Okupación en España: el negocio redondo del Estado con tu propiedad
En España, ser propietario de una vivienda vacía es una lotería inversa: si te toca la okupación, puedes perder 20.000 euros y 18 meses de pleitos mientras el Estado cobra impuestos de todo el proceso. El sistema, lejos de proteger la propiedad privada, ha montado un circuito económico que se retroalimenta de la inseguridad jurídica.

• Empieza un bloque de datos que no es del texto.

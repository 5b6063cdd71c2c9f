//! Colors, color pairs and the process-wide name tables for both.
//!
//! Pair ids are handed out monotonically starting at 1. Pair 0 is the
//! terminal default pair, registered as `"std"` when color mode starts.
//! Ids are never reused while the table lives, even when a name is rebound.

use crate::error::{Result, TermError};
use std::collections::HashMap;

/// Name under which the terminal default pair is registered.
pub const DEFAULT_PAIR: &str = "std";

/// Largest accepted value for a custom color channel.
pub const MAX_CHANNEL: u16 = 999;

/// A terminal color index.
#[derive(Clone, Copy, PartialEq, Eq, Hash, Debug)]
pub struct Color(pub u16);

impl Color {
    /// Black
    pub const BLACK: Self = Self(0);
    /// Red
    pub const RED: Self = Self(1);
    /// Green
    pub const GREEN: Self = Self(2);
    /// Yellow
    pub const YELLOW: Self = Self(3);
    /// Blue
    pub const BLUE: Self = Self(4);
    /// Magenta
    pub const MAGENTA: Self = Self(5);
    /// Cyan
    pub const CYAN: Self = Self(6);
    /// White
    pub const WHITE: Self = Self(7);

    /// Number of base colors; custom colors are numbered after them.
    pub const BASE_COUNT: u16 = 8;
}

/// A color pair id as understood by the backend.
#[derive(Clone, Copy, PartialEq, Eq, Hash, Debug, Default)]
pub struct PairId(pub u16);

impl PairId {
    /// The terminal default pair.
    pub const DEFAULT: Self = Self(0);
}

/// A custom color definition, each channel in `0..=999`.
#[derive(Clone, Copy, PartialEq, Eq, Hash, Debug, Default)]
pub struct CustomColor {
    /// Red channel
    pub red: u16,
    /// Green channel
    pub green: u16,
    /// Blue channel
    pub blue: u16,
}

impl CustomColor {
    /// Create a custom color.
    #[inline]
    pub const fn new(red: u16, green: u16, blue: u16) -> Self {
        Self { red, green, blue }
    }

    /// Check every channel is in range.
    pub fn validate(&self) -> Result<()> {
        if self.red > MAX_CHANNEL || self.green > MAX_CHANNEL || self.blue > MAX_CHANNEL {
            return Err(TermError::InvalidArgument(format!(
                "color values must be in range of 0-{MAX_CHANNEL}, got {self:?}"
            )));
        }
        Ok(())
    }

    /// Scale to 8-bit channels.
    #[allow(clippy::cast_possible_truncation)]
    pub const fn to_rgb8(&self) -> (u8, u8, u8) {
        const fn scale(v: u16) -> u8 {
            let v = if v > MAX_CHANNEL { MAX_CHANNEL } else { v };
            ((v as u32 * 255 + MAX_CHANNEL as u32 / 2) / MAX_CHANNEL as u32) as u8
        }
        (scale(self.red), scale(self.green), scale(self.blue))
    }
}

/// Name tables for color pairs and custom colors.
#[derive(Debug)]
pub struct ColorTable {
    pairs: HashMap<String, PairId>,
    next_pair: u16,
    colors: HashMap<String, Color>,
    next_color: u16,
}

impl Default for ColorTable {
    fn default() -> Self {
        Self::new()
    }
}

impl ColorTable {
    /// An empty table.
    pub fn new() -> Self {
        Self {
            pairs: HashMap::new(),
            next_pair: 1,
            colors: HashMap::new(),
            next_color: Color::BASE_COUNT,
        }
    }

    /// Register the default pair.
    pub fn register_default(&mut self) {
        self.pairs.insert(DEFAULT_PAIR.to_string(), PairId::DEFAULT);
    }

    /// Allocate the next pair id for `name`.
    ///
    /// `capacity` is the number of pairs the terminal supports, pair 0
    /// included.
    pub fn add_pair(&mut self, name: &str, capacity: u16) -> Result<PairId> {
        if self.next_pair >= capacity {
            return Err(TermError::ResourceExhausted(format!(
                "maximum number of color pairs ({capacity}) reached"
            )));
        }
        let id = PairId(self.next_pair);
        self.next_pair += 1;
        self.pairs.insert(name.to_string(), id);
        Ok(id)
    }

    /// Look up a pair by name.
    pub fn pair(&self, name: &str) -> Result<PairId> {
        self.pairs
            .get(name)
            .copied()
            .ok_or_else(|| TermError::not_found("color pair", name))
    }

    /// Allocate the next custom color index for `name`.
    ///
    /// `capacity` is the number of colors the terminal supports.
    pub fn add_color(&mut self, name: &str, color: &CustomColor, capacity: u16) -> Result<Color> {
        color.validate()?;
        if self.next_color >= capacity {
            return Err(TermError::ResourceExhausted(format!(
                "maximum number of custom colors ({capacity}) reached"
            )));
        }
        let id = Color(self.next_color);
        self.next_color += 1;
        self.colors.insert(name.to_string(), id);
        Ok(id)
    }

    /// Look up a custom color by name.
    pub fn color(&self, name: &str) -> Result<Color> {
        self.colors
            .get(name)
            .copied()
            .ok_or_else(|| TermError::not_found("color", name))
    }
}

#[cfg(test)]
mod tests {
    use super::*;

    #[test]
    fn test_pairs_start_at_one() {
        let mut table = ColorTable::new();
        table.register_default();
        assert_eq!(table.pair("std").unwrap(), PairId::DEFAULT);
        assert_eq!(table.add_pair("bw", 64).unwrap(), PairId(1));
        assert_eq!(table.add_pair("wb", 64).unwrap(), PairId(2));
        assert_eq!(table.pair("wb").unwrap(), PairId(2));
    }

    #[test]
    fn test_rebinding_never_reuses_ids() {
        let mut table = ColorTable::new();
        let first = table.add_pair("alert", 64).unwrap();
        let second = table.add_pair("alert", 64).unwrap();
        assert_ne!(first, second);
        assert_eq!(table.pair("alert").unwrap(), second);
        assert_eq!(table.add_pair("other", 64).unwrap(), PairId(3));
    }

    #[test]
    fn test_pair_capacity() {
        let mut table = ColorTable::new();
        table.add_pair("a", 3).unwrap();
        table.add_pair("b", 3).unwrap();
        let err = table.add_pair("c", 3).unwrap_err();
        assert!(matches!(err, TermError::ResourceExhausted(_)));
    }

    #[test]
    fn test_missing_pair() {
        let table = ColorTable::new();
        let err = table.pair("nope").unwrap_err();
        assert!(matches!(err, TermError::NotFound { kind: "color pair", .. }));
    }

    #[test]
    fn test_custom_colors_follow_base_colors() {
        let mut table = ColorTable::new();
        let c = table.add_color("r", &CustomColor::new(999, 0, 0), 256).unwrap();
        assert_eq!(c, Color(8));
        assert_eq!(table.color("r").unwrap(), Color(8));
    }

    #[test]
    fn test_custom_color_range() {
        let mut table = ColorTable::new();
        let err = table
            .add_color("bad", &CustomColor::new(1000, 0, 0), 256)
            .unwrap_err();
        assert!(matches!(err, TermError::InvalidArgument(_)));

        let err = table.add_color("full", &CustomColor::new(0, 0, 0), 8).unwrap_err();
        assert!(matches!(err, TermError::ResourceExhausted(_)));
    }

    #[test]
    fn test_to_rgb8() {
        assert_eq!(CustomColor::new(999, 0, 999).to_rgb8(), (255, 0, 255));
        assert_eq!(CustomColor::new(0, 0, 0).to_rgb8(), (0, 0, 0));
    }
}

El timo de la cámara: por qué no sirve de nada
El debate sobre si una cámara de seguridad puede evitar la okupación se ha convertido en el nuevo falso dilema. Los hechos: si los okupas entran y cierran la puerta, aunque tengas un vídeo grabado diez minutos antes, la policía lo considera un conflicto de titularidad y te remite a la vía judicial. El delito flagrante es un instante que desaparece en cuanto la puerta se cierra. Las alarmas con respuesta inmediata pueden disuadir a aficionados, pero contra profesionales organizados, el margen es mínimo. Al final, la única solución real es no tener la vivienda vacía, una perversión que convierte un activo inmueble en un objeto que hay que vigilar como si fuera una cartera en un barrio conflictivo.

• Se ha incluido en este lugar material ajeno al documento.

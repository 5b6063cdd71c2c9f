//! `TerminalBackend`: surfaces composited onto a real (or headless) terminal
//! through crossterm.
//!
//! Each surface is an off-screen [`Screen`]. Nothing reaches the writer until
//! `refresh`, which paints the surface's cells at its origin and parks the
//! terminal cursor at the surface cursor, then flushes in one go. Panels keep
//! a z-order; raising or lowering one repaints every panel bottom to top.

use super::input::{
    read_key_with, read_line_with, CrosstermInput, InputSource, Key, LineEdit, ScriptedInput,
    ScriptedKeys,
};
use super::screen::Screen;
use super::{Backend, Capabilities, CursorVisibility, Interrupt};
use crate::layout::{Position, Rect, Size};
use crate::style::{Attributes, Color, CustomColor, PairId};
use crossterm::style::{
    self as cstyle, Attribute, Print, SetAttribute, SetBackgroundColor, SetForegroundColor,
};
use crossterm::{cursor, queue, terminal};
use std::collections::HashMap;
use std::io::{self, Stdout, Write};
use std::sync::{Arc, Mutex, PoisonError};

/// Native surface handle of the terminal backend.
#[derive(Debug, Clone, Copy, PartialEq, Eq, Hash)]
pub struct ScreenKey(usize);

/// Native panel handle of the terminal backend.
#[derive(Debug, Clone, Copy, PartialEq, Eq, Hash)]
pub struct PanelKey(usize);

/// Pair and custom color definitions.
#[derive(Debug, Default)]
struct Palette {
    started: bool,
    pairs: HashMap<PairId, (Color, Color)>,
    custom: HashMap<Color, (u8, u8, u8)>,
}

impl Palette {
    fn color(&self, color: Color) -> cstyle::Color {
        if let Some(&(r, g, b)) = self.custom.get(&color) {
            return cstyle::Color::Rgb { r, g, b };
        }
        u8::try_from(color.0).map_or(cstyle::Color::Reset, cstyle::Color::AnsiValue)
    }

    fn colors(&self, pair: PairId) -> (cstyle::Color, cstyle::Color) {
        if !self.started {
            return (cstyle::Color::Reset, cstyle::Color::Reset);
        }
        self.pairs
            .get(&pair)
            .map_or((cstyle::Color::Reset, cstyle::Color::Reset), |&(fg, bg)| {
                (self.color(fg), self.color(bg))
            })
    }
}

/// A writer whose bytes can be inspected from another thread.
///
/// Handy as the output of a headless backend.
#[derive(Debug, Clone, Default)]
pub struct SharedOutput(Arc<Mutex<Vec<u8>>>);

impl SharedOutput {
    /// An empty buffer.
    pub fn new() -> Self {
        Self::default()
    }

    /// Everything written so far.
    pub fn contents(&self) -> Vec<u8> {
        self.0.lock().unwrap_or_else(PoisonError::into_inner).clone()
    }
}

impl Write for SharedOutput {
    fn write(&mut self, buf: &[u8]) -> io::Result<usize> {
        self.0
            .lock()
            .unwrap_or_else(PoisonError::into_inner)
            .extend_from_slice(buf);
        Ok(buf.len())
    }

    fn flush(&mut self) -> io::Result<()> {
        Ok(())
    }
}

/// Terminal backend rendering through crossterm.
pub struct TerminalBackend<W, I> {
    out: W,
    input: I,
    /// Drives the process terminal: raw mode, real size.
    live: bool,
    alternate_screen: bool,
    active: bool,
    /// Size and capabilities reported when not live.
    headless_size: Size,
    headless_capabilities: Capabilities,
    screens: Vec<Option<Screen>>,
    stack: Vec<usize>,
    palette: Palette,
    echo: bool,
}

impl TerminalBackend<Stdout, CrosstermInput> {
    /// A backend driving the process terminal on stdout.
    pub fn stdout() -> Self {
        Self::build(io::stdout(), CrosstermInput, true, Size::default())
    }
}

impl<W: Write + Send + 'static> TerminalBackend<W, ScriptedInput> {
    /// A backend writing ANSI output to `out` with scripted key input.
    pub fn headless(size: Size, out: W) -> (Self, ScriptedKeys) {
        let (input, keys) = ScriptedInput::new();
        (Self::build(out, input, false, size), keys)
    }
}

impl<W: Write, I: InputSource> TerminalBackend<W, I> {
    fn build(out: W, input: I, live: bool, headless_size: Size) -> Self {
        Self {
            out,
            input,
            live,
            alternate_screen: live,
            active: false,
            headless_size,
            headless_capabilities: Capabilities::default(),
            screens: Vec::new(),
            stack: Vec::new(),
            palette: Palette::default(),
            echo: true,
        }
    }

    /// Whether to switch to the alternate screen while active.
    #[must_use]
    pub fn with_alternate_screen(mut self, enabled: bool) -> Self {
        self.alternate_screen = enabled;
        self
    }

    /// Capabilities reported by a headless backend.
    #[must_use]
    pub fn with_capabilities(mut self, capabilities: Capabilities) -> Self {
        self.headless_capabilities = capabilities;
        self
    }

    fn screen_size(&self) -> io::Result<Size> {
        if self.live {
            let (cols, rows) = terminal::size()?;
            Ok(Size::new(rows, cols))
        } else {
            Ok(self.headless_size)
        }
    }

    fn screen(&mut self, key: ScreenKey) -> io::Result<&mut Screen> {
        self.screens
            .get_mut(key.0)
            .and_then(Option::as_mut)
            .ok_or_else(|| io::Error::new(io::ErrorKind::NotFound, format!("no surface {key:?}")))
    }

    fn paint(&mut self, index: usize) -> io::Result<()> {
        if let Some(Some(screen)) = self.screens.get(index) {
            paint_screen(&mut self.out, screen, &self.palette)?;
        }
        Ok(())
    }

    fn repaint_panels(&mut self) -> io::Result<()> {
        for index in self.stack.clone() {
            self.paint(index)?;
        }
        self.out.flush()
    }

    fn park_cursor(&mut self, key: ScreenKey) -> io::Result<()> {
        let screen = self.screen(key)?;
        let area = screen.area();
        let at = screen.cursor();
        queue!(self.out, cursor::MoveTo(area.x + at.x, area.y + at.y))
    }
}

El negocio de la okupación: quién gana con tu desgracia
Un análisis frío de la cadena de valor revela un círculo perfecto. El Estado no actúa con celeridad porque la okupación genera ingresos: abogados y procuradores (tasas judiciales), posibles ventas forzosas (impuestos de transmisiones y plusvalías), reformas posteriores (IVA del 21% en materiales y mano de obra), e inseguridad que empuja a comprar vivienda en lugar de alquilar (más impuestos). La alternativa de tener una justicia rápida y una policía efectiva eliminaría buena parte de ese flujo. Por eso, el propietario particular se convierte en el pagano de una 'paz social' que evita que familias acaben en la calle a costa de su bolsillo. Los plazos judiciales son el mejor aliado de este sistema: desde la denuncia hasta el lanzamiento pasan entre 12 y 24 meses, y la vivienda suele aparecer destrozada. El coste total para el propietario supera fácilmente los 20.000 euros.
La indefensión calculada: comparativa internacional
En otros países, la okupación se resuelve en el mismo día y con penas de cárcel. En España, el marco legal convierte al propietario en detective, abogado y pagano. El discurso oficial se centra en proteger a los vulnerables, pero la realidad es que los recursos judiciales están colapsados por una acumulación de casos que incluye desde impagos de alquiler hasta okupaciones profesionales. Los juzgados priorizan por antigüedad, lo que significa que un caso nuevo puede esperar meses solo para ser admitido a trámite. Mientras, el okupa sabe que su ventana de impunidad es amplia y que, si declara tener un menor a cargo o presenta un contrato falso, el proceso se alarga aún más. La pregunta que nadie responde es: si el sistema no es capaz de proteger la propiedad, ¿por qué sigue cobrando impuestos sobre ella como si lo hiciera?